Я видел, как он мучается, пытаясь понять, кто же перед ним. Бандит? Вряд ли. Чиновник? Не похоже. Бизнесмен? Может быть, но слишком категоричен. Творческий человек? Но почему тогда не узнает его?…

Он всю дорогу прикладывался к пол-литровой бутылке с виски, а я демонстративно пил только минеральную. Он пытался заводить разговор на личные темы, но я либо сразу умолкал, либо обходил эти темы стороной. В общем, признаюсь, повеселился я тогда от души.

И если бы девушка Коляка проговорилась на перроне о том, кого она встречает, то для Шолохова многое бы стало ясным, а мне этого не хотелось. К тому же мне пришлось бы в таком случае признаваться, что я его конечно же узнал, и что у нас с ним масса общих друзей, и я, пардон, пошутил, и все такое прочее. Но как бы тогда он сам выглядел со своими ночными косяками, то есть с открещиванием от родного города и земляков?…

В общем, я постарался поскорее распрощаться с почти москвичом Шолоховым и поехал на внедорожнике длинноногой модели в РУБОП, куда должны были привезти и Руслана. Через час я уже знал от нее не только как обстоят дела у Коляка, но и когда она с ним познакомилась, где работала, где живет, а также о том, что накануне у нее закончились критические дни…

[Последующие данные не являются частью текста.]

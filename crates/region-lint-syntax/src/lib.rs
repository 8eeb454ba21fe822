//! # region-lint-syntax
//!
//! A lossless C# syntax tree using [Rowan] + [Logos], following the
//! [rust-analyzer] architecture model.
//!
//! [Rowan]: https://docs.rs/rowan
//! [Logos]: https://docs.rs/logos
//! [rust-analyzer]: https://rust-analyzer.github.io/book/contributing/syntax.html
//!
//! ## What the Tree Is For
//!
//! The tree exists so that region and preprocessor markers can be located
//! relative to declarations and statement blocks. It keeps **every byte** of
//! the source, including whitespace, comments and directives, which are
//! attached as trivia to the surrounding nodes. Declarations and statements
//! are given structure; expressions are flat token runs.
//!
//! ## Architecture Overview
//!
//! ```text
//! Source Text → Lexer → Tokens → Parser → Events → Sink → Rowan Tree
//!               (Logos)          (Grammar)        (GreenNodeBuilder)
//! ```
//!
//! - [`lexer`] splits text into tokens and classifies `#...` lines and
//!   `// region` comments into marker kinds.
//! - [`parser`] runs the grammar over the significant tokens and records
//!   events.
//! - The sink builds the immutable Rowan tree and places trivia.
//!
//! ## Quick Start
//!
//! ```
//! use region_lint_syntax::{parse, SyntaxKind};
//!
//! let tree = parse("class C { void M() { } }");
//!
//! assert_eq!(tree.text().to_string(), "class C { void M() { } }");
//! assert_eq!(tree.kind(), SyntaxKind::ROOT);
//! let class = tree.children().next().unwrap();
//! assert_eq!(class.kind(), SyntaxKind::CLASS);
//! ```

pub mod lexer;
pub mod parser;
pub mod syntax_kind;

pub use parser::parse;
pub use syntax_kind::{CSharpLang, SyntaxElement, SyntaxKind, SyntaxNode, SyntaxToken};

Рубоповцы с «улицы разбитых фонарей» и местные коллеги встретили меня настороженно. Но я быстро их успокоил, сказав, что приехал в Питер только ради рифмы: обвиняемый Коляк, адвокат его Беляк. И это было сущей правдой: я не имел никакого желания вести дело Коляка, который донимал меня до этого целый месяц телефонными разговорами, прося совета, а потом сделал все ровно наоборот, почему и оказался за решеткой.

Но все это будет только через год.

А в 1998-м вооруженный до зубов милиционер в гостинице Ленинска-Кузнецкого подробно объяснил мне, куда идти по темным улицам этого городка, чтобы купить бутерброды и бутылку воды или пива, но… посоветовал не делать этого.

— Почему? — удивился я.

— Убьют, — спокойно ответил страж порядка и сел на стул у двери.

В общей сложности в Кемерово и в Ленинск-Кузнецкий мне пришлось ездить больше года — пока шло следствие и суд над Коняхиным.

Параллельно, в Москве, я занимался так называемым делом статистиков, защищая 64-летнего начальника Вычислительного центра Госкомстата России Бориса Саакяна. Там моя задача была более узкая — добиться освобождения его из-под стражи на период следствия и суда. Но об участии потом в самом суде я даже и думать не хотел, так как знал, что такой суд мог состояться еще очень-очень не скоро. Восемьдесят толстенных томов только одной лишь прослушки оперативного дела ФСБ «Скарабеи» (с чего дело статистиков, собственно, и началось) говорили о том, что следствие и суд будут там длиться годами. А планировать свою жизнь на такой длительный срок я не решался. И был прав, потому что за пять лет, пока в Москве следствие и суд занимались скарабеями-статистиками, я успел защитить Лимонова и Аксенова в Саратове, а также провести еще целый ряд крупных дел в разных городах страны. А Борис Саакян, отсидевший полгода в Лефортово, в начале 1999 года, как я ему и обещал, вышел на свободу под подписку о невыезде.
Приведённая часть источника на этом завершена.